820-8527
(FAX: 820-8586)
February 14, 1994
By Electronic Transmission
Securities and Exchange Commission
450 Fifth Street, N.W.
Washington, D.C. 20549
Ladies and Gentlemen:
On behalf of Instrument Partners and Forstmann Little
& Co. Subordinated Debt and Equity Management Buyout Partnership-
IV, each a New York limited partnership, and pursuant to Rule 13d-
2(b) promulgated under the Securities Exchange Act of 1934, as
amended (the "1934 Act"), we are filing by direct transmission in
electronic format Amendment No. 1 to the Schedule 13G which was
originally filed on February 12, 1993 with respect to the Common
Stock, par value $.01 per share, of General Instrument
Corporation.
Pursuant to Rule 13d-2(c) promulgated under the 1934
Act, Amendment No. 1 filed herewith amends and restates the entire
text of the Schedule 13G originally filed on February 12, 1993.

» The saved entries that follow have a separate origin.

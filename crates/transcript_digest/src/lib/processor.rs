pub mod builder;

use chrono::Utc;
use digest_store::{
    CachedSummary, DataStore, InsufficientCredits, RequestLog, RequestStatus, UsageTransaction,
};
use serde::Serialize;

use crate::{
    error::SummarizeError,
    orchestrator::{SummarizationOrchestrator, SummaryResult},
    Summarizer,
};

#[derive(Debug, Clone)]
pub struct TranscriptRequest {
    pub user_id: String,
    /// External video identifier; also the summary cache key
    pub video_id: String,
    pub transcript: String,
}

#[derive(Debug, Clone, PartialEq, Eq, Serialize)]
pub struct ProcessOutcome {
    pub summary: String,
    pub provider: String,
    pub credits_remaining: i64,
    pub cache_hit: bool,
}

#[derive(Debug, thiserror::Error)]
pub enum ProcessError {
    #[error("Invalid request: {0}")]
    InvalidRequest(&'static str),
    #[error("No credits available")]
    NoCredits,
    #[error(transparent)]
    Summarize(#[from] SummarizeError),
    #[error(transparent)]
    Store(#[from] anyhow::Error),
}

impl ProcessError {
    pub fn kind(&self) -> &'static str {
        match self {
            ProcessError::InvalidRequest(_) => "bad-request",
            ProcessError::NoCredits => "no-credits",
            ProcessError::Summarize(e) => e.kind().as_str(),
            ProcessError::Store(_) => "store-failure",
        }
    }
}

/// Wraps the summarization core with the credit check, the per-video summary
/// cache, credit deduction and the request log.
#[derive(Debug)]
pub struct TranscriptProcessor<D, P, S>
where
    D: DataStore + Send + Sync + 'static,
    P: Summarizer + Send + Sync + 'static,
    S: Summarizer + Send + Sync + 'static,
{
    store: D,
    orchestrator: SummarizationOrchestrator<P, S>,
}

impl<D, P, S> TranscriptProcessor<D, P, S>
where
    D: DataStore + Send + Sync + 'static,
    P: Summarizer + Send + Sync + 'static,
    S: Summarizer + Send + Sync + 'static,
{
    pub fn new(store: D, orchestrator: SummarizationOrchestrator<P, S>) -> Self {
        Self {
            store,
            orchestrator,
        }
    }

    #[tracing::instrument(
        skip(self, request),
        fields(user_id = %request.user_id, video_id = %request.video_id)
    )]
    pub async fn process(
        &self,
        request: &TranscriptRequest,
    ) -> Result<ProcessOutcome, ProcessError> {
        if request.transcript.trim().is_empty() {
            return Err(ProcessError::InvalidRequest("No transcript provided"));
        }
        if request.video_id.trim().is_empty() {
            return Err(ProcessError::InvalidRequest("No videoId provided"));
        }

        let credits = self
            .store
            .get_credits(&request.user_id)
            .await?
            .unwrap_or_default();
        if credits < 1 {
            tracing::info!("User has no credits available");
            return Err(ProcessError::NoCredits);
        }

        let result = self.summarize_or_reuse(request, credits).await;
        self.log_request(request, &result).await;

        result
    }

    async fn summarize_or_reuse(
        &self,
        request: &TranscriptRequest,
        credits: i64,
    ) -> Result<ProcessOutcome, ProcessError> {
        if let Some(cached) = self.store.get_cached_summary(&request.video_id).await? {
            tracing::info!(provider = %cached.provider, "Serving cached summary");
            return Ok(ProcessOutcome {
                summary: cached.summary,
                provider: cached.provider,
                credits_remaining: credits,
                cache_hit: true,
            });
        }

        let SummaryResult { summary, provider } = self
            .orchestrator
            .summarize(&request.transcript)
            .await
            .inspect_err(|e| {
                tracing::error!(error = %e, kind = %e.kind(), "Summarization failed")
            })?;

        let now = Utc::now();
        let transcript_length = request.transcript.chars().count() as i64;

        self.store
            .cache_summary(&CachedSummary {
                video_id: request.video_id.clone(),
                summary: summary.clone(),
                provider: provider.to_string(),
                transcript_length,
                created_at: now,
            })
            .await?;

        let credits_remaining = self
            .store
            .deduct_credit(&UsageTransaction {
                user_id: request.user_id.clone(),
                video_id: request.video_id.clone(),
                provider: provider.to_string(),
                transcript_length,
                date: now,
            })
            .await
            .map_err(|e| {
                // another request spent the last credit; the cached summary stays
                if e.is::<InsufficientCredits>() {
                    ProcessError::NoCredits
                } else {
                    ProcessError::Store(e)
                }
            })?;

        Ok(ProcessOutcome {
            summary,
            provider: provider.to_string(),
            credits_remaining,
            cache_hit: false,
        })
    }

    /// Request logging is best effort and never changes the outcome
    async fn log_request(
        &self,
        request: &TranscriptRequest,
        result: &Result<ProcessOutcome, ProcessError>,
    ) {
        let mut log = RequestLog {
            user_id: request.user_id.clone(),
            video_id: Some(request.video_id.clone()),
            transcript_length: request.transcript.chars().count() as i64,
            status: RequestStatus::Completed,
            cache_hit: false,
            provider: None,
            error_kind: None,
            error_message: None,
            created_at: Utc::now(),
        };

        match result {
            Ok(outcome) => {
                log.cache_hit = outcome.cache_hit;
                log.provider = Some(outcome.provider.clone());
            }
            Err(e) => {
                log.status = RequestStatus::Error;
                log.error_kind = Some(e.kind().to_string());
                log.error_message = Some(e.to_string());
            }
        }

        if let Err(e) = self.store.record_request(&log).await {
            tracing::warn!(error = ?e, "Failed to record request log");
        }
    }
}
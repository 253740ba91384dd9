use std::{
    path::{Path, PathBuf},
    time::Duration,
};

use anyhow::Context;
use clap::{Args, Parser, Subcommand};
use digest_store::PgDataStore;
use tokio::io::AsyncReadExt;
use transcript_digest::{
    anthropic::AnthropicClient, openai::OpenAIClient, tracing::init_tracing_subscriber,
    SummarizationOrchestrator, TranscriptProcessorBuilder, TranscriptRequest,
};

#[derive(Parser)]
#[command(
    name = "transcript-digest",
    about = "Summarizes video transcripts with Anthropic, falling back to OpenAI"
)]
struct Cli {
    #[command(flatten)]
    providers: ProviderArgs,

    #[command(subcommand)]
    command: Command,
}

#[derive(Args, Clone)]
struct ProviderArgs {
    /// Anthropic API key (primary summarizer)
    #[arg(long, env = "ANTHROPIC_API_KEY", hide_env_values = true)]
    anthropic_key: String,

    #[arg(long, env = "ANTHROPIC_MODEL")]
    anthropic_model: Option<String>,

    /// Token budget for a single Anthropic request
    #[arg(long, env = "ANTHROPIC_MAX_INPUT_TOKENS")]
    anthropic_max_input_tokens: Option<usize>,

    #[arg(long, env = "ANTHROPIC_BASE_URL")]
    anthropic_base_url: Option<String>,

    /// Per-request timeout for Anthropic calls, in seconds
    #[arg(long, env = "ANTHROPIC_TIMEOUT_SECS")]
    anthropic_timeout_secs: Option<u64>,

    /// OpenAI API key (secondary summarizer)
    #[arg(long, env = "OPENAI_API_KEY", hide_env_values = true)]
    openai_key: String,

    #[arg(long, env = "OPENAI_MODEL")]
    openai_model: Option<String>,

    /// Token budget for a single OpenAI request
    #[arg(long, env = "OPENAI_MAX_INPUT_TOKENS")]
    openai_max_input_tokens: Option<usize>,

    #[arg(long, env = "OPENAI_BASE_URL")]
    openai_base_url: Option<String>,

    /// Per-request timeout for OpenAI calls, in seconds
    #[arg(long, env = "OPENAI_TIMEOUT_SECS")]
    openai_timeout_secs: Option<u64>,
}

#[derive(Subcommand)]
enum Command {
    /// Summarize a transcript and print the result
    Summarize {
        /// Transcript file, or `-` for stdin
        #[arg(long, default_value = "-")]
        input: PathBuf,
    },
    /// Run a metered request: credit check, cache lookup, summarize, deduct
    Process {
        /// Database connection URL
        #[arg(long, env = "DATABASE_URL")]
        database_url: String,

        #[arg(long)]
        user_id: String,

        #[arg(long)]
        video_id: String,

        /// Transcript file, or `-` for stdin
        #[arg(long, default_value = "-")]
        input: PathBuf,
    },
}

impl ProviderArgs {
    fn anthropic(&self) -> AnthropicClient {
        let mut client = AnthropicClient::new(&self.anthropic_key);
        if let Some(model) = &self.anthropic_model {
            client = client.with_model(model);
        }
        if let Some(max_tokens) = self.anthropic_max_input_tokens {
            client = client.with_max_input_tokens(max_tokens);
        }
        if let Some(url) = &self.anthropic_base_url {
            client = client.with_base_url(url);
        }
        if let Some(secs) = self.anthropic_timeout_secs {
            client = client.with_timeout(Duration::from_secs(secs));
        }
        client
    }

    fn openai(&self) -> OpenAIClient {
        let mut client = OpenAIClient::new(&self.openai_key);
        if let Some(model) = &self.openai_model {
            client = client.with_model(model);
        }
        if let Some(max_tokens) = self.openai_max_input_tokens {
            client = client.with_max_input_tokens(max_tokens);
        }
        if let Some(url) = &self.openai_base_url {
            client = client.with_base_url(url);
        }
        if let Some(secs) = self.openai_timeout_secs {
            client = client.with_timeout(Duration::from_secs(secs));
        }
        client
    }
}

async fn read_transcript(input: &Path) -> anyhow::Result<String> {
    if input == Path::new("-") {
        let mut transcript = String::new();
        tokio::io::stdin()
            .read_to_string(&mut transcript)
            .await
            .context("Failed to read transcript from stdin")?;
        return Ok(transcript);
    }

    tokio::fs::read_to_string(input)
        .await
        .with_context(|| format!("Failed to read transcript from {}", input.display()))
}

#[tokio::main(flavor = "current_thread")]
async fn main() -> anyhow::Result<()> {
    let _ = dotenvy::dotenv();

    let _guard = sentry::init((
        std::env::var("SENTRY_DSN").unwrap_or_default(),
        sentry::ClientOptions {
            release: sentry::release_name!(),
            environment: Some("production".into()),
            ..Default::default()
        },
    ));

    let cli = Cli::parse();
    init_tracing_subscriber()?;

    match cli.command {
        Command::Summarize { input } => {
            let transcript = read_transcript(&input).await?;
            let orchestrator =
                SummarizationOrchestrator::new(cli.providers.anthropic(), cli.providers.openai());

            let result = orchestrator
                .summarize(&transcript)
                .await
                .inspect_err(|e| {
                    tracing::error!(kind = %e.kind(), error = %e, "Summarization failed")
                })?;

            println!("{}", serde_json::to_string_pretty(&result)?);
        }
        Command::Process {
            database_url,
            user_id,
            video_id,
            input,
        } => {
            let transcript = read_transcript(&input).await?;
            let store = PgDataStore::init(&database_url).await?;

            let processor = TranscriptProcessorBuilder::new()
                .store(store)
                .primary(cli.providers.anthropic())
                .secondary(cli.providers.openai())
                .build();

            let outcome = processor
                .process(&TranscriptRequest {
                    user_id,
                    video_id,
                    transcript,
                })
                .await
                .inspect_err(|e| {
                    tracing::error!(kind = e.kind(), error = %e, "Request failed")
                })?;

            println!("{}", serde_json::to_string_pretty(&outcome)?);
        }
    }

    Ok(())
}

Pursuant to Regulation S-T, we will submit a paper
printout of the electronic filing and one conformed copy of
Amendment No. 1 to the Schedule 13G. In addition, a copy of
Amendment No. 1 to the Schedule 13G is being filed today with The
New York Stock Exchange and is being sent today to General
Instrument Corporation by registered mail.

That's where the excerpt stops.